:: YOUR INSTRUCTIONS ::
Report all lines of the records that contain "await".

─── DATASET CONTENT ───

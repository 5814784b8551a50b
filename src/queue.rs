//! Serialized, single-flight request dispatcher.
//!
//! Requests submitted to a [`RequestQueue`] are executed one at a time, in submission order.
//! A worker task is spawned when the first request arrives at an idle dispatcher and keeps
//! draining the chain until it finds no successor; the check for a successor and the reset to
//! idle happen under the same lock that [`RequestQueue::submit`] takes, so a request racing
//! the reset either joins the running worker or starts the next one.

mod metrics;

pub use self::metrics::QueueMetrics;

// std
use std::task::{Context, Poll};
// crates.io
use tokio::sync::oneshot;
// self
use crate::{
	_prelude::*,
	error::ConfigError,
	http::{self, HttpResponse, HttpTransport},
	obs::{self, OpKind, OpSpan},
	request::RequestDescriptor,
};

struct QueueNode {
	request: RequestDescriptor,
	reply: oneshot::Sender<Result<HttpResponse>>,
}

#[derive(Default)]
struct DispatcherState {
	busy: bool,
	pending: VecDeque<QueueNode>,
}

struct Shared {
	transport: Arc<dyn HttpTransport>,
	state: Mutex<DispatcherState>,
	metrics: QueueMetrics,
}

/// FIFO dispatcher that keeps at most one request in flight.
///
/// Cloning yields another handle to the same dispatcher.
#[derive(Clone)]
pub struct RequestQueue {
	shared: Arc<Shared>,
}
impl RequestQueue {
	/// Creates an idle dispatcher sending through `transport`.
	pub fn new(transport: Arc<dyn HttpTransport>) -> Self {
		Self {
			shared: Arc::new(Shared {
				transport,
				state: Default::default(),
				metrics: Default::default(),
			}),
		}
	}

	/// Appends `request` to the chain and returns its completion handle.
	///
	/// Processing starts immediately when the dispatcher is idle; otherwise the request waits
	/// for every earlier one to settle. Must be called from within a Tokio runtime.
	pub fn submit(&self, request: RequestDescriptor) -> Result<ResponseHandle> {
		let runtime =
			tokio::runtime::Handle::try_current().map_err(|_| ConfigError::MissingRuntime)?;
		let (reply, receiver) = oneshot::channel();
		let node = QueueNode { request, reply };
		let mut state = self.shared.state.lock();

		self.shared.metrics.record_submitted();

		if state.busy {
			state.pending.push_back(node);
			obs::record_queue_depth(state.pending.len());

			return Ok(ResponseHandle { receiver });
		}

		state.busy = true;

		drop(state);

		let guard = WorkerGuard { shared: self.shared.clone(), armed: true };

		runtime.spawn(drain(guard, node));

		Ok(ResponseHandle { receiver })
	}

	/// Submits `request` and waits for its response.
	pub async fn enqueue(&self, request: RequestDescriptor) -> Result<HttpResponse> {
		self.submit(request)?.await
	}

	/// Returns `true` when no request is running or waiting.
	pub fn is_empty(&self) -> bool {
		!self.shared.state.lock().busy
	}

	/// Returns the number of requests waiting behind the one in flight.
	pub fn len(&self) -> usize {
		self.shared.state.lock().pending.len()
	}

	/// Dispatcher counters.
	pub fn metrics(&self) -> &QueueMetrics {
		&self.shared.metrics
	}
}
impl Debug for RequestQueue {
	fn fmt(&self, f: &mut Formatter) -> FmtResult {
		let state = self.shared.state.lock();

		f.debug_struct("RequestQueue")
			.field("busy", &state.busy)
			.field("pending", &state.pending.len())
			.finish()
	}
}

/// Completion handle for a queued request.
///
/// Resolves with the request's own outcome. Dropping the handle before the request starts
/// removes it from the chain; a request already in flight runs to completion regardless.
#[must_use = "dropping the handle cancels the request unless it already started"]
#[derive(Debug)]
pub struct ResponseHandle {
	receiver: oneshot::Receiver<Result<HttpResponse>>,
}
impl Future for ResponseHandle {
	type Output = Result<HttpResponse>;

	fn poll(mut self: Pin<&mut Self>, cx: &mut Context<'_>) -> Poll<Self::Output> {
		Pin::new(&mut self.receiver)
			.poll(cx)
			.map(|received| received.unwrap_or_else(|_| Err(Error::QueueClosed)))
	}
}

// Resets the dispatcher if the worker goes away without finishing its chain, either because
// the runtime dropped the task or because the transport panicked. Pending senders are dropped,
// which resolves their handles with `Error::QueueClosed`.
struct WorkerGuard {
	shared: Arc<Shared>,
	armed: bool,
}
impl Drop for WorkerGuard {
	fn drop(&mut self) {
		if !self.armed {
			return;
		}

		let abandoned = {
			let mut state = self.shared.state.lock();

			state.busy = false;

			std::mem::take(&mut state.pending)
		};

		tracing::warn!(abandoned = abandoned.len(), "Request queue worker stopped early.");
		obs::record_queue_depth(0);
	}
}

async fn drain(mut guard: WorkerGuard, first: QueueNode) {
	let shared = guard.shared.clone();
	let mut next = Some(first);

	while let Some(node) = next {
		dispatch(&shared, node).await;

		next = {
			let mut state = shared.state.lock();
			let successor = state.pending.pop_front();

			if successor.is_none() {
				state.busy = false;
			}

			obs::record_queue_depth(state.pending.len());

			successor
		};
	}

	guard.armed = false;
}

async fn dispatch(shared: &Shared, node: QueueNode) {
	let QueueNode { request, reply } = node;

	if reply.is_closed() {
		tracing::debug!(url = %request.url(), "Skipping queued request dropped by its caller.");
		shared.metrics.record_skipped();

		return;
	}

	let span = OpSpan::new(OpKind::Queued, "dispatch");

	span.record_request(&request);

	let result = span.instrument(http::execute(shared.transport.as_ref(), &request)).await;

	match &result {
		Ok(_) => shared.metrics.record_completed(),
		Err(e) => {
			tracing::debug!(error = %e, "Queued request failed.");
			shared.metrics.record_failed();
		},
	}

	// The caller may have stopped waiting while the request was in flight.
	let _ = reply.send(result);
}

───

:: OUTPUT BELOW ::
		self.submit(request)?.await
		dispatch(&shared, node).await;
	let result = span.instrument(http::execute(shared.transport.as_ref(), &request)).await;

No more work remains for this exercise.